Extinction à toute heure
Il s’agit cette fois-ci d’un décret d’application de la loi dite « Pouvoir d’achat » du 16 août, dont l’article 31 prévoit que : « En cas de menace pour la sécurité d’approvisionnement en électricité, sans compromettre les objectifs de sécurité publique et de défense nationale, ainsi que de sûreté des installations et ouvrages sensibles, le ministre chargé de l’énergie peut interdire toute publicité lumineuse, toute publicité supportant des affiches éclairées par projection ou transparence ou toute publicité numérique en agglomération et hors agglomération, sur les voies ouvertes à la circulation publique, ainsi que dans les aéroports, les gares ferroviaires et routières et les stations et arrêts de transports en commun de personnes. Le présent article s’applique également aux publicités situées à l’intérieur d’un local lorsque leur emplacement les rend visibles depuis la voie publique. »
Un article qui permet, si les conditions sont remplies, d’aller beaucoup plus loin que le premier projet de décret puisque qu’il n’y est pas question d’horaires et que les installations des gares et aéroports sont aussi concernées.

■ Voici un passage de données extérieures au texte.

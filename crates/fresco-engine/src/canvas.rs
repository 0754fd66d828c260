//! Canvas image codec: PNG encode/decode and in-place painting
//!
//! The canvas file format is fixed: one RGBA pixel per grid cell, alpha
//! always 0xFF, truecolor with no embedded palette table (colors resolve
//! from the in-memory [`Palette`] at paint time), maximum compression,
//! no interlace.

use image::codecs::png::{CompressionType, FilterType, PngEncoder};
use image::{ExtendedColorType, ImageEncoder, ImageFormat, Rgba, RgbaImage};
use tracing::warn;

use fresco_core::{BlockDelta, IndexMode, Palette};

use crate::error::EngineError;

/// Codec for canvas snapshot images.
///
/// The indexing convention is an explicit parameter: canvas history
/// contains both 0-based and 1-based pixel/color ids depending on the
/// emitting contract revision.
#[derive(Debug, Clone)]
pub struct CanvasCodec {
    palette: Palette,
    index_mode: IndexMode,
}

impl Default for CanvasCodec {
    fn default() -> Self {
        Self::new(IndexMode::default())
    }
}

impl CanvasCodec {
    pub fn new(index_mode: IndexMode) -> Self {
        Self {
            palette: Palette::default(),
            index_mode,
        }
    }

    pub fn with_palette(mut self, palette: Palette) -> Self {
        self.palette = palette;
        self
    }

    pub fn index_mode(&self) -> IndexMode {
        self.index_mode
    }

    /// Decode a PNG snapshot into the pixel grid
    pub fn decode(&self, bytes: &[u8]) -> Result<RgbaImage, EngineError> {
        let image = image::load_from_memory_with_format(bytes, ImageFormat::Png)
            .map_err(|e| EngineError::codec(e.to_string()))?;
        Ok(image.into_rgba8())
    }

    /// Encode the pixel grid as a PNG with the fixed options
    pub fn encode(&self, image: &RgbaImage) -> Result<Vec<u8>, EngineError> {
        let mut out = Vec::new();
        let encoder =
            PngEncoder::new_with_quality(&mut out, CompressionType::Best, FilterType::NoFilter);
        encoder
            .write_image(
                image.as_raw(),
                image.width(),
                image.height(),
                ExtendedColorType::Rgba8,
            )
            .map_err(|e| EngineError::codec(e.to_string()))?;
        Ok(out)
    }

    /// Apply block deltas to the grid in place.
    ///
    /// The previous grid contents are consumed by the mutation. Pixel ids
    /// that fall outside the canvas are skipped with a warning rather
    /// than written out of bounds.
    pub fn paint(&self, image: &mut RgbaImage, deltas: &[BlockDelta]) {
        let cells = u64::from(image.width()) * u64::from(image.height());

        for delta in deltas {
            for change in &delta.changes {
                let Some(index) = self.index_mode.pixel_index(change.pixel_id) else {
                    warn!(pixel_id = change.pixel_id, "Pixel id before first cell, skipping");
                    continue;
                };
                if index >= cells {
                    warn!(
                        pixel_id = change.pixel_id,
                        block = delta.block,
                        "Pixel id outside canvas, skipping"
                    );
                    continue;
                }
                let x = (index % u64::from(image.width())) as u32;
                let y = (index / u64::from(image.width())) as u32;
                let pixel = self.palette.pixel(change.color_id, self.index_mode);
                image.put_pixel(x, y, Rgba(pixel));
            }
        }
    }

    /// A blank canvas filled with the background color
    pub fn blank_canvas(&self, width: u32, height: u32) -> RgbaImage {
        let [r, g, b] = self.palette.background();
        RgbaImage::from_pixel(width, height, Rgba([r, g, b, 0xff]))
    }
}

Le décret d’application de ces dispositions prévoit une entrée en application dès le 1er octobre 2022 pour les publicités numériques et pour les publicités dont le fonctionnement ou l’éclairage est pilotable à distance, et à partir du 1er juin 2023 pour l’ensemble des publicités mentionnées à l’article L.143‑6‑2 du code de l’énergie (cela concernera, notamment, environ deux tiers du mobilier urbain, selon le ministère de l’Energie).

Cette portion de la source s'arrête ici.